Monday, October 12, 2009

Bahasa Ibu; Bahasa Kalbu

Tak ada satu patah kata pun terucap dari bibirnya, pun tak terdengar suaranya. Ia hanya memainkan sedikit matanya untuk membuat kami mundur teratur beberapa langkah dan urung masuk kedalam rumah. Rupanya, ibu tengah menerima beberapa orang tamu dan tampak sedang serius. Saya sempat berpikir, bahwa tamu-tamu itu hanya orang biasa, bukan orang penting yang tidak bisa diganggu sekian detik oleh kehadiran anak-anak kecil yang baru pulang dari sekolah. Saya juga tidak berniat mengganggu mereka, hanya sekedar mencium punggung tangan ibu beberapa detik, kemudian meluncur ke kamar.

Tapi maksud ibu berbeda, siapapun tamunya, penting atau tidak penting kedatangannya dan darimana pun datangnya tetap harus dihormati. Saya, abang, adik-adik jadi menunggu cukup lama di depan rumah. Tak berani masuk, apalagi memanggil-manggil ibu. Empat puluh menit sudah, si bungsu bahkan sudah terlelap di pojok teras rumah, keringatnya membasuhi baju seragamnya yang kotor. Akhirnya para tamu pun pamit pulang, "Eeh, baru pulang sekolah ya?" tanya mereka. Belum sempat kami menjawab, "Iya, baru pulang tuh," sergah ibu. Sekali lagi, menjaga hati para tamu agar tak merasa tak enak hati.
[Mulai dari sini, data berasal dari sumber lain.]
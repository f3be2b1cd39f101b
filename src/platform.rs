//! The capabilities a share action needs from its host.
//!
//! Every capability is looked up when it's needed rather than once at startup: a browser may
//! grant or revoke them between two clicks.

use url::Url;

use crate::message::ShareMessage;

/// Read-only access to the page a share action runs on.
pub trait Page {
    /// The displayed text of the element matching `selector`, if there is one.
    fn text_content(&self, selector: &str) -> Option<String>;

    /// The page's current address.
    fn location(&self) -> Result<Url, PageError>;
}

#[derive(Debug, thiserror::Error)]
pub enum PageError {
    #[error("page has no field matching `{selector}`")]
    MissingField { selector: String },

    #[error("page address is unreadable: {0}")]
    UnreadableLocation(String),

    #[error("page address is not a valid url: {0}")]
    InvalidLocation(#[from] url::ParseError),
}

impl PageError {
    pub fn missing_field(selector: impl Into<String>) -> Self {
        Self::MissingField {
            selector: selector.into(),
        }
    }
}

/// Whether the host offers a capability right now.
#[derive(Debug, Clone, Copy, PartialEq, Eq)]
pub enum Capability<T> {
    Available(T),
    Unavailable,
}

impl<T> Capability<T> {
    pub const fn is_available(&self) -> bool {
        matches!(self, Self::Available(..))
    }
}

impl<T> From<Option<T>> for Capability<T> {
    fn from(value: Option<T>) -> Self {
        value.map_or(Self::Unavailable, Self::Available)
    }
}

/// How a native share flow ended.
#[derive(Debug, Clone, PartialEq, Eq)]
pub enum ShareOutcome {
    Shared,

    /// The user dismissed the share sheet.
    Cancelled,

    Failed(String),
}

/// Maps a finished share call to its outcome, keyed on the name of the error it was
/// rejected with.
///
/// Only `AbortError` means the user closed the sheet; every other rejection is a failure.
impl From<Result<(), String>> for ShareOutcome {
    fn from(result: Result<(), String>) -> Self {
        match result {
            Ok(()) => Self::Shared,
            Err(name) if name == "AbortError" => Self::Cancelled,
            Err(name) => Self::Failed(name),
        }
    }
}

#[allow(async_fn_in_trait)]
pub trait NativeShare {
    /// Whether the share sheet would accept this payload.
    fn can_share(&self, message: &ShareMessage) -> bool;

    /// Opens the share sheet and waits until the user is done with it.
    async fn share(&self, message: &ShareMessage) -> ShareOutcome;
}

#[allow(async_fn_in_trait)]
pub trait Clipboard {
    async fn write_text(&self, text: &str) -> Result<(), ClipboardError>;
}

#[derive(Debug, thiserror::Error)]
#[error("clipboard rejected the write: {reason}")]
pub struct ClipboardError {
    reason: String,
}

impl ClipboardError {
    pub fn new(reason: impl Into<String>) -> Self {
        Self {
            reason: reason.into(),
        }
    }
}

/// State of the user activation that started the current flow.
#[derive(Debug, Clone, Copy, PartialEq, Eq)]
pub enum UserActivation {
    Active,
    Expired,
    Unsupported,
}

impl UserActivation {
    pub const fn is_active(self) -> bool {
        matches!(self, Self::Active)
    }
}

impl From<bool> for UserActivation {
    fn from(active: bool) -> Self {
        if active {
            Self::Active
        } else {
            Self::Expired
        }
    }
}

/// `None` when the host can't tell whether the user is interacting with the page.
impl From<Option<bool>> for UserActivation {
    fn from(active: Option<bool>) -> Self {
        active.map_or(Self::Unsupported, Self::from)
    }
}

pub trait Platform {
    type Share: NativeShare;
    type Clipboard: Clipboard;

    fn native_share(&self) -> Capability<Self::Share>;

    fn clipboard(&self) -> Capability<Self::Clipboard>;

    fn user_activation(&self) -> UserActivation;

    /// Shows a short confirmation to the user.
    fn notify(&self, notice: &str);

    /// Shows a blocking prompt pre-filled with `value`, for the user to copy by hand.
    fn prompt(&self, message: &str, value: &str);
}

#[cfg(test)]
pub(crate) mod fake {
    //! A scriptable [`Platform`] that records what it was asked to do.

    use std::{cell::RefCell, rc::Rc};

    use super::{
        Capability, Clipboard, ClipboardError, NativeShare, Platform, ShareOutcome,
        UserActivation,
    };
    use crate::message::ShareMessage;

    #[derive(Debug, Clone, PartialEq, Eq)]
    pub enum Effect {
        ShareSheet { title: String, url: String },
        ClipboardWrite(String),
        Notice(String),
        Prompt { message: String, value: String },
    }

    type Effects = Rc<RefCell<Vec<Effect>>>;

    #[derive(Clone)]
    pub struct FakeShare {
        accepts: bool,
        outcome: ShareOutcome,
        effects: Effects,
    }

    impl NativeShare for FakeShare {
        fn can_share(&self, _message: &ShareMessage) -> bool {
            self.accepts
        }

        async fn share(&self, message: &ShareMessage) -> ShareOutcome {
            self.effects.borrow_mut().push(Effect::ShareSheet {
                title: message.title.clone(),
                url: message.url.to_string(),
            });
            self.outcome.clone()
        }
    }

    #[derive(Clone)]
    pub struct FakeClipboard {
        rejects: bool,
        effects: Effects,
    }

    impl Clipboard for FakeClipboard {
        async fn write_text(&self, text: &str) -> Result<(), ClipboardError> {
            if self.rejects {
                return Err(ClipboardError::new("document is not focused"));
            }

            self.effects
                .borrow_mut()
                .push(Effect::ClipboardWrite(text.to_owned()));
            Ok(())
        }
    }

    #[derive(Default)]
    pub struct FakePlatform {
        share: Option<(bool, ShareOutcome)>,
        clipboard: Option<bool>,
        activation: Option<bool>,
        effects: Effects,
    }

    impl FakePlatform {
        /// A platform with nothing but the prompt.
        pub fn bare() -> Self {
            Self::default()
        }

        pub fn with_share(mut self, accepts: bool, outcome: ShareOutcome) -> Self {
            self.share = Some((accepts, outcome));
            self
        }

        pub fn with_clipboard(mut self) -> Self {
            self.clipboard = Some(false);
            self
        }

        pub fn with_rejecting_clipboard(mut self) -> Self {
            self.clipboard = Some(true);
            self
        }

        pub fn with_activation(mut self, active: bool) -> Self {
            self.activation = Some(active);
            self
        }

        pub fn effects(&self) -> Vec<Effect> {
            self.effects.borrow().clone()
        }
    }

    impl Platform for FakePlatform {
        type Share = FakeShare;
        type Clipboard = FakeClipboard;

        fn native_share(&self) -> Capability<FakeShare> {
            self.share
                .clone()
                .map(|(accepts, outcome)| FakeShare {
                    accepts,
                    outcome,
                    effects: self.effects.clone(),
                })
                .into()
        }

        fn clipboard(&self) -> Capability<FakeClipboard> {
            self.clipboard
                .map(|rejects| FakeClipboard {
                    rejects,
                    effects: self.effects.clone(),
                })
                .into()
        }

        fn user_activation(&self) -> UserActivation {
            self.activation.into()
        }

        fn notify(&self, notice: &str) {
            self.effects
                .borrow_mut()
                .push(Effect::Notice(notice.to_owned()));
        }

        fn prompt(&self, message: &str, value: &str) {
            self.effects.borrow_mut().push(Effect::Prompt {
                message: message.to_owned(),
                value: value.to_owned(),
            });
        }
    }
}

#[cfg(test)]
mod tests {
    use pretty_assertions::assert_eq;

    use super::{Capability, PageError, ShareOutcome, UserActivation};

    #[test]
    fn capability_from_option() {
        assert_eq!(Capability::from(Some(3)), Capability::Available(3));
        assert_eq!(Capability::<u8>::from(None), Capability::Unavailable);
        assert!(Capability::Available("x").is_available());
        assert!(!Capability::<()>::Unavailable.is_available());
    }

    #[test]
    fn activation_from_bool() {
        assert!(UserActivation::from(true).is_active());
        assert!(!UserActivation::from(false).is_active());
        assert!(!UserActivation::Unsupported.is_active());
    }

    #[test]
    fn activation_without_support() {
        assert_eq!(UserActivation::from(Some(true)), UserActivation::Active);
        assert_eq!(UserActivation::from(Some(false)), UserActivation::Expired);
        assert_eq!(UserActivation::from(None), UserActivation::Unsupported);
    }

    #[test]
    fn share_outcome_from_rejection() {
        assert_eq!(ShareOutcome::from(Ok::<_, String>(())), ShareOutcome::Shared);
        assert_eq!(
            ShareOutcome::from(Err::<(), _>("AbortError".to_owned())),
            ShareOutcome::Cancelled
        );
        assert_eq!(
            ShareOutcome::from(Err::<(), _>("NotAllowedError".to_owned())),
            ShareOutcome::Failed("NotAllowedError".to_owned())
        );
        // names are matched exactly
        assert_eq!(
            ShareOutcome::from(Err::<(), _>("aborterror".to_owned())),
            ShareOutcome::Failed("aborterror".to_owned())
        );
    }

    #[test]
    fn page_error_messages() {
        assert_eq!(
            PageError::missing_field("#player-name").to_string(),
            "page has no field matching `#player-name`"
        );

        let invalid = url::Url::parse("not a url").expect_err("hard-coded invalid url");
        assert_eq!(
            PageError::from(invalid).to_string(),
            "page address is not a valid url: relative URL without a base"
        );
    }
}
Tak selalu begitu memang. Tapi dalam beberapa kesempatan, ibu sering mengajarkan kepada kami tentang sopan santun dan tata krama. Maklum, sebelum-sebelumnya kami sering membuat ibu malu di hadapan tamunya dengan segala polah tak terkontrol. Yang minta minumlah, minta dibukakan sepatu, atau ini yang bikin ibu tambah malu, "Bu, belum masak ya? Lapar nih ...."

Hari ibu tiba. Ini hari yang paling ditunggu oleh kami, karena hari ini adalah jadwal acara memasak bersama, tanpa ibu. Kami akan membiarkan ibu duduk mendampingi kami yang berjibaku dengan kompor dan peralatan masak. Sesekali saya menangkap wajah khawatir ibu saat saya menyalakan kompor minyak. Meski sudah sering dan dibilang mahir saya melakukan pekerjaan itu, tetap saja mata ibu tak lepas dari tangan kecil ini yang menyulutkan api ke sumbu kompor. Begitu api menyala, cerialah wajahnya.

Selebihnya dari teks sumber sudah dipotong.